I am in a season right now that is so challenging. It is not a new season, but a reoccurring one. It is something that I have struggled with my entire life, and vocational ministry accelerates the struggle and can lengthen the season. I am wrestling with the balance of “Doing vs. Being”.

This battle seeps into every area of my life. I know I am struggling with this when it is much easier for me to do what a good dad does, than to be a good dad. It is much easier to go to a basketball game, to help with homework, to say a prayer before bed, than it is to stop pause the game and listen to my son, or to ask (and mean it) how their day was at school and talk with them through issues that they had. Being a father becomes a checklist.

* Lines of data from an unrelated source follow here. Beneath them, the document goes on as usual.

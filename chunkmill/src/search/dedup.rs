use std::collections::HashSet;

use serde::{Deserialize, Serialize};
use sha2::{Digest, Sha256};
use url::Url;

use crate::models::Metadata;

/// Retrieval backend a result came from. The canonical identity derived for a
/// hit is always tagged with this kind.
#[derive(Debug, Clone, Copy, Serialize, Deserialize, PartialEq, Eq, Hash)]
#[serde(rename_all = "snake_case")]
pub enum SourceKind {
    Elasticsearch,
    Graph,
    Web,
    Rdb,
}

impl std::fmt::Display for SourceKind {
    fn fmt(&self, f: &mut std::fmt::Formatter<'_>) -> std::fmt::Result {
        match self {
            Self::Elasticsearch => write!(f, "elasticsearch"),
            Self::Graph => write!(f, "graph"),
            Self::Web => write!(f, "web"),
            Self::Rdb => write!(f, "rdb"),
        }
    }
}

/// One heterogeneous retrieval result. Which optional fields are populated
/// depends on the source kind: `id` for indexed stores, `url` for web hits,
/// `table`/`row_id` for relational rows.
#[derive(Debug, Clone, Serialize, Deserialize, PartialEq, Default)]
pub struct RetrievalHit {
    #[serde(skip_serializing_if = "Option::is_none")]
    pub id: Option<String>,
    #[serde(skip_serializing_if = "Option::is_none")]
    pub url: Option<String>,
    #[serde(skip_serializing_if = "Option::is_none")]
    pub table: Option<String>,
    #[serde(skip_serializing_if = "Option::is_none")]
    pub row_id: Option<String>,
    pub content: String,
    #[serde(skip_serializing_if = "Option::is_none")]
    pub score: Option<f32>,
    #[serde(default, skip_serializing_if = "Metadata::is_empty")]
    pub metadata: Metadata,
}

/// Unique results of one aggregation run, partitioned per source kind plus
/// the concatenated all-unique list.
#[derive(Debug, Clone, Serialize, Deserialize, PartialEq, Default)]
pub struct AggregatedResults {
    pub elasticsearch: Vec<RetrievalHit>,
    pub graph: Vec<RetrievalHit>,
    pub web: Vec<RetrievalHit>,
    pub rdb: Vec<RetrievalHit>,
    pub combined: Vec<RetrievalHit>,
    pub distinct_count: usize,
    pub duplicates_dropped: usize,
}

/// Caller-owned deduplication session. The identity set only grows for the
/// session's lifetime; a new session starts empty. Never shared implicitly.
#[derive(Debug, Default)]
pub struct DedupSession {
    seen: HashSet<String>,
    duplicates_dropped: usize,
}

impl DedupSession {
    pub fn new() -> Self {
        Self::default()
    }

    /// Drop all recorded identities, starting the session over.
    pub fn reset(&mut self) {
        self.seen.clear();
        self.duplicates_dropped = 0;
    }

    pub fn distinct_count(&self) -> usize {
        self.seen.len()
    }

    pub fn duplicates_dropped(&self) -> usize {
        self.duplicates_dropped
    }

    /// Keep the hits whose canonical identity has not been seen in this
    /// session, recording each kept identity. Input order is preserved.
    pub fn deduplicate(&mut self, hits: Vec<RetrievalHit>, kind: SourceKind) -> Vec<RetrievalHit> {
        let mut kept = Vec::with_capacity(hits.len());
        for hit in hits {
            let identity = canonical_identity(&hit, kind);
            if self.seen.insert(identity) {
                kept.push(hit);
            } else {
                self.duplicates_dropped += 1;
            }
        }
        kept
    }

    /// Run all four source kinds against this one session and collect the
    /// per-kind partitions plus the combined unique list.
    pub fn aggregate(
        &mut self,
        es: Vec<RetrievalHit>,
        graph: Vec<RetrievalHit>,
        web: Vec<RetrievalHit>,
        rdb: Vec<RetrievalHit>,
    ) -> AggregatedResults {
        let elasticsearch = self.deduplicate(es, SourceKind::Elasticsearch);
        let graph = self.deduplicate(graph, SourceKind::Graph);
        let web = self.deduplicate(web, SourceKind::Web);
        let rdb = self.deduplicate(rdb, SourceKind::Rdb);

        let mut combined =
            Vec::with_capacity(elasticsearch.len() + graph.len() + web.len() + rdb.len());
        combined.extend(elasticsearch.iter().cloned());
        combined.extend(graph.iter().cloned());
        combined.extend(web.iter().cloned());
        combined.extend(rdb.iter().cloned());

        AggregatedResults {
            elasticsearch,
            graph,
            web,
            rdb,
            combined,
            distinct_count: self.distinct_count(),
            duplicates_dropped: self.duplicates_dropped(),
        }
    }
}

/// One-shot aggregation over a fresh session; the session lives exactly as
/// long as the call.
pub fn aggregate(
    es: Vec<RetrievalHit>,
    graph: Vec<RetrievalHit>,
    web: Vec<RetrievalHit>,
    rdb: Vec<RetrievalHit>,
) -> AggregatedResults {
    DedupSession::new().aggregate(es, graph, web, rdb)
}

/// Identity derivation, in priority order: explicit identifier, canonical
/// URL (web), (table, row id) composite (rdb), then a stable content digest.
/// Every form is tagged with the source kind.
fn canonical_identity(hit: &RetrievalHit, kind: SourceKind) -> String {
    if let Some(id) = hit.id.as_deref().filter(|id| !id.is_empty()) {
        return format!("{kind}_{id}");
    }

    match kind {
        SourceKind::Web => {
            if let Some(url) = hit.url.as_deref().and_then(canonical_url) {
                return format!("web_url_{url}");
            }
        }
        SourceKind::Rdb => {
            if let (Some(table), Some(row_id)) = (hit.table.as_deref(), hit.row_id.as_deref()) {
                return format!("rdb_{table}_{row_id}");
            }
        }
        SourceKind::Elasticsearch | SourceKind::Graph => {}
    }

    format!("{kind}_hash_{}", content_digest(&hit.content))
}

/// Scheme-normalized URL with the fragment dropped and any trailing slash
/// trimmed, so cosmetic variants of one address collapse to one identity.
fn canonical_url(raw: &str) -> Option<String> {
    let mut url = Url::parse(raw).ok()?;
    url.set_fragment(None);
    Some(url.to_string().trim_end_matches('/').to_string())
}

/// Stable SHA-256 prefix. A fixed digest, unlike a runtime-local hash, keeps
/// identities comparable across sessions and processes.
fn content_digest(content: &str) -> String {
    let digest = Sha256::digest(content.as_bytes());
    let hex: String = digest.iter().map(|b| format!("{b:02x}")).collect();
    hex[..16].to_string()
}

It is easier to do what a good husband does, than to be a good husband. It is easier to help around the house, to run errands, to help get the kids to school than it is to take the time to understand my wife’s heart. Doing what a good husband does just takes a little time, being a good husband takes investment and desire.

It is easier to do things for God, than it is to just be with God. It is easy to write messages, pray for meals when your out with people from church, give Godly advice, return emails and phone calls all in the name of Jesus. The lines between ministry and my own relationship with God get blurred and distorted. I think about spending time with God, I just don’t. I think about journaling, but I don’t. I think about praying, but I don’t. I have a check list, and that check list allows me to do a bunch for God, and not BE with Him.

I know a lot has been written on this subject and everyone always quotes John 15, and the vine and the branches, and I can’t do anything apart from Jesus. I know all of that. The solution comes down to not just knowing the right answers, but making a decision to be the right person.

I am sure I am not the only person that struggles with this. Do you struggle with DOING Vs. BEING? How have you learned to recognize it and deal with it?